Но хуже всего обстояло дело с Воспитательным домом. Это учреждение для «призрения» незаконнорожденных детей, сирот и детей бедняков являлось частью грандиозного проекта Ивана Бецкого, известного сторонника идей Просвещения. Основной задачей просветители видели «исправление сердец и нравов народа», для чего предполагалось как можно ранее изымать детей из скверной среды и помещать в среду идеальную. Сироты и подкидыши, а также незаконнорожденные (при Воспитательном доме вскоре был открыт Родильный госпиталь) как нельзя лучше подходили для создания новой породы людей, технологию которого Бецкой изложил в «Генеральном учреждении о воспитании обоего пола юношества». Он же пожертвовал на содержание Воспитательного дома довольно крупные суммы из своего кармана. Но начинание, вознесшееся столь мощно, едва не кончилось крахом. Первоначальный энтузиазм жертвователей иссяк, так что через 20 лет после открытия заведение не собирало и 200 рублей в год, тогда как требовалось около 100 тыс. Кроме того, поток сирот и подкидышей оказался в несколько раз больше ожидаемого. Переполненность классов и дортуаров привела к вспышкам инфекций, которые следовали одна за другой. Дизентерия, оспа, холера и туберкулез косили воспитанников, смертность достигала 80–85%. В конце жизни попавший в опалу, разбитый параличом Бецкой отошел от руководства Воспитательным домом, и только приход на его место Марии Федоровны, супруги Павла I, спасает учреждение от полного развала.

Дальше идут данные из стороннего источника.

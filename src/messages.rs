//! Data passed between the device callbacks, the processing thread and parameter observers.
//!
//! [`AudioBlock`] is the unit that travels through the bounded queues. Ownership of a block moves
//! with it: a callback builds it, the queue holds it, the processing thread consumes it.

/// One block of planar multi-channel audio.
///
/// Every channel holds the same number of frames.
#[derive(Debug, Clone, PartialEq)]
pub struct AudioBlock {
    channels: Vec<Vec<f32>>,
}

impl AudioBlock {
    /// Wraps planar channel data. Returns `None` if the channels differ in length.
    pub fn from_channels(channels: Vec<Vec<f32>>) -> Option<Self> {
        let frames = channels.first().map_or(0, Vec::len);
        if channels.iter().any(|c| c.len() != frames) {
            return None;
        }
        Some(Self { channels })
    }

    /// A block of zeros with the given shape.
    pub fn silence(channel_count: usize, frame_count: usize) -> Self {
        Self {
            channels: vec![vec![0.0; frame_count]; channel_count],
        }
    }

    pub fn channel_count(&self) -> usize {
        self.channels.len()
    }

    pub fn frame_count(&self) -> usize {
        self.channels.first().map_or(0, Vec::len)
    }

    pub fn channel(&self, index: usize) -> Option<&[f32]> {
        self.channels.get(index).map(Vec::as_slice)
    }

    pub fn channels(&self) -> &[Vec<f32>] {
        &self.channels
    }

    pub fn channels_mut(&mut self) -> &mut [Vec<f32>] {
        &mut self.channels
    }

    pub fn into_channels(self) -> Vec<Vec<f32>> {
        self.channels
    }

    /// Multiplies every sample by `gain`.
    pub fn scale(&mut self, gain: f32) {
        for sample in self.channels.iter_mut().flatten() {
            *sample *= gain;
        }
    }
}

/// Payload of a rename notification.
#[derive(Debug, Clone, PartialEq, Eq)]
pub struct NameChange {
    pub old_name: String,
    pub new_name: String,
}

Последующие 30 лет оказались для российской системы социальной защиты решающими. Жена, а затем вдова императора, мать еще двух императоров полностью посвящает себя благотворительности. В 1796 году под ее опекой находилось лишь два учреждения, в 1828, в год смерти, — 39. Но самое главное, что к этому времени уже сложилась структура управления, подготовки кадров и финансирования, легко институционалировавшаяся в Ведомство учреждений императрицы Марии — главный государственный орган соцзащиты Российской империи, просуществовавший до 1917 года.

В этой системе удивительным образом сочеталось использование ресурсов из разных источников: государственного бюджета, не тождественного ему кошелька членов императорской фамилии (например, сама Мария Федоровна пожертвовала около 4 млн рублей, ее невестка Елизавета Алексеевна отдавала больше 180 тыс. ежегодно), пожертвований и коммерческой деятельности учреждений. Бюджет ведомства в начале ХХ века достигал 128 млн рублей, причем это составляло менее 20% от суммы, расходуемой на содержание учреждений ведомства. Все остальное давали благотворители и собственные доходы заведений. К примеру, при многих женских школах действовали швейные и корсетные мастерские, производившие товары на продажу. Половина прибыли шла учреждению, половина — на личный счет воспитанницы.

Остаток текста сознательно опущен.